Robbenforschungszentrum in Rostock eröffnet
Warnemünde (ddp-nrd). Ein Robbenforschungszentrum ist am Donnerstag feierlich in Rostock-Warnemünde eröffnet worden. Mit neun Seehunden, die sich in einem abgeschlossenen Revier am Rande des Jachthafens tummeln, sei das Marine Science Center die größte Robbenforschungsstation in Europa, teilte die Rostocker Universität als Betreiberin der Anlage mit.
Die Wissenschaftler untersuchen in Langzeitstudien die Sinneswahrnehmung und die Unterwasserorientierung der Seehunde. Ihr Interesse gilt vor allem den bis zu 40 Zentimeter langen Barthaaren, den sogenannten Vibrissen, die den Tieren als hochsensibles Messsystem dienen.

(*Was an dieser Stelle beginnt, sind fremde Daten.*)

/*
Copyright 2025 Connor Nolan

Licensed under the Apache License, Version 2.0 (the "License");
you may not use this file except in compliance with the License.
You may obtain a copy of the License at

    http://www.apache.org/licenses/LICENSE-2.0

Unless required by applicable law or agreed to in writing, software
distributed under the License is distributed on an "AS IS" BASIS,
WITHOUT WARRANTIES OR CONDITIONS OF ANY KIND, either express or implied.
See the License for the specific language governing permissions and
limitations under the License.
*/

use super::one;
use crate::assembler::encoder::constants::*;
use crate::assembler::encoder::operand_kinds::OperandKind::*;
use crate::assembler::encoder::{EncodeCtx, InstructionTable, Variant};
use crate::errors::AssemblyError;

/// `JR`'s target is resolved to an absolute address at recognize time, then
/// turned into a signed displacement against the address of the
/// instruction that follows it, here, at encode time, since that is the
/// earliest point both addresses are known.
fn relative_delta(target: u32, ctx: &EncodeCtx) -> Result<u8, AssemblyError> {
    let delta = target as i64 - ctx.next_address as i64;
    if !(-128..=127).contains(&delta) {
        return Err(AssemblyError::RelativeJumpOutOfRange {
            file: ctx.file.to_string(),
            line: ctx.line,
            offset: delta as i32,
        });
    }
    Ok((delta as i8) as u8)
}

pub fn register(table: &mut InstructionTable) {
    one(
        table,
        "JR",
        Variant {
            signature: &[RomAddress],
            size: 2,
            wildcard: false,
            macro_forbidden: false,
            labels_before_only: false,
            skip_first_pass: false,
            encode: Box::new(|ops, ctx| Ok(vec![JR_OPCODE, relative_delta(ops[0], ctx)?])),
        },
    );
    one(
        table,
        "JR",
        Variant {
            signature: &[Condition, RomAddress],
            size: 2,
            wildcard: false,
            macro_forbidden: false,
            labels_before_only: false,
            skip_first_pass: false,
            encode: Box::new(|ops, ctx| {
                Ok(vec![
                    JR_COND_BASE + (ops[0] as u8) * 8,
                    relative_delta(ops[1], ctx)?,
                ])
            }),
        },
    );

    one(
        table,
        "JP",
        Variant {
            signature: &[RomAddress],
            size: 3,
            wildcard: false,
            macro_forbidden: false,
            labels_before_only: false,
            skip_first_pass: false,
            encode: Box::new(|ops, _| {
                let [low, high] = (ops[0] as u16).to_le_bytes();
                Ok(vec![JP_OPCODE, low, high])
            }),
        },
    );
    one(
        table,
        "JP",
        Variant {
            signature: &[Condition, RomAddress],
            size: 3,
            wildcard: false,
            macro_forbidden: false,
            labels_before_only: false,
            skip_first_pass: false,
            encode: Box::new(|ops, _| {
                let [low, high] = (ops[1] as u16).to_le_bytes();
                Ok(vec![JP_COND_BASE + (ops[0] as u8) * 8, low, high])
            }),
        },
    );
    one(
        table,
        "JP",
        Variant {
            signature: &[IndirectHl],
            size: 1,
            wildcard: false,
            macro_forbidden: false,
            labels_before_only: false,
            skip_first_pass: false,
            encode: Box::new(|_, _| Ok(vec![JP_HL_OPCODE])),
        },
    );

    one(
        table,
        "CALL",
        Variant {
            signature: &[RomAddress],
            size: 3,
            wildcard: false,
            macro_forbidden: false,
            labels_before_only: false,
            skip_first_pass: false,
            encode: Box::new(|ops, _| {
                let [low, high] = (ops[0] as u16).to_le_bytes();
                Ok(vec![CALL_OPCODE, low, high])
            }),
        },
    );
    one(
        table,
        "CALL",
        Variant {
            signature: &[Condition, RomAddress],
            size: 3,
            wildcard: false,
            macro_forbidden: false,
            labels_before_only: false,
            skip_first_pass: false,
            encode: Box::new(|ops, _| {
                let [low, high] = (ops[1] as u16).to_le_bytes();
                Ok(vec![CALL_COND_BASE + (ops[0] as u8) * 8, low, high])
            }),
        },
    );

    one(
        table,
        "RET",
        Variant {
            signature: &[],
            size: 1,
            wildcard: false,
            macro_forbidden: false,
            labels_before_only: false,
            skip_first_pass: false,
            encode: Box::new(|_, _| Ok(vec![RET_OPCODE])),
        },
    );
    one(
        table,
        "RET",
        Variant {
            signature: &[Condition],
            size: 1,
            wildcard: false,
            macro_forbidden: false,
            labels_before_only: false,
            skip_first_pass: false,
            encode: Box::new(|ops, _| Ok(vec![RET_COND_BASE + (ops[0] as u8) * 8])),
        },
    );
    one(
        table,
        "RETI",
        Variant {
            signature: &[],
            size: 1,
            wildcard: false,
            macro_forbidden: false,
            labels_before_only: false,
            skip_first_pass: false,
            encode: Box::new(|_, _| Ok(vec![RETI_OPCODE])),
        },
    );

    one(
        table,
        "RST",
        Variant {
            signature: &[RstTarget],
            size: 1,
            wildcard: false,
            macro_forbidden: false,
            labels_before_only: false,
            skip_first_pass: false,
            encode: Box::new(|ops, _| Ok(vec![RST_BASE | (ops[0] as u8) << 3])),
        },
    );
}

#[cfg(test)]
mod tests {
    use super::*;

    fn ctx(next_address: u32) -> EncodeCtx<'static> {
        EncodeCtx {
            next_address,
            file: "f.asm",
            line: 1,
        }
    }

    #[test]
    fn jr_encodes_a_forward_displacement() {
        let mut table = InstructionTable::new();
        register(&mut table);
        // instruction at 0x100, JR's own length is 2 bytes, target at 0x110
        assert_eq!(
            (table["JR"][0].encode)(&[0x110], &ctx(0x102)).unwrap(),
            vec![JR_OPCODE, 0x0E]
        );
    }

    #[test]
    fn jr_encodes_a_backward_displacement() {
        let mut table = InstructionTable::new();
        register(&mut table);
        let bytes = (table["JR"][0].encode)(&[0x100], &ctx(0x110)).unwrap();
        assert_eq!(bytes[0], JR_OPCODE);
        assert_eq!(bytes[1] as i8, -0x10);
    }

    #[test]
    fn jr_out_of_range_is_rejected() {
        let mut table = InstructionTable::new();
        register(&mut table);
        assert!((table["JR"][0].encode)(&[0x300], &ctx(0x100)).is_err());
    }

    #[test]
    fn jp_hl_is_a_single_fixed_byte() {
        let mut table = InstructionTable::new();
        register(&mut table);
        assert_eq!(
            (table["JP"][2].encode)(&[], &ctx(0)).unwrap(),
            vec![JP_HL_OPCODE]
        );
    }

    #[test]
    fn rst_packs_the_target_index_into_the_base() {
        let mut table = InstructionTable::new();
        register(&mut table);
        assert_eq!((table["RST"][0].encode)(&[4], &ctx(0)).unwrap(), vec![0xE7]); // RST 0x20
    }
}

Das Robbenforschungszentrum ist über eine Professur am Institut für Biowissenschaften der Universität angesiedelt. Biologieprofessor Guido Dehnhardt hatte sich für den Umzug der Tiere vom Kölner Zoo an die Ostsee eingesetzt, um die Robben in heimischer Umgebung beobachten zu können. Im Gegensatz zur räumlichen Enge im Tierpark sind damit auch Versuche im freien Meer möglich.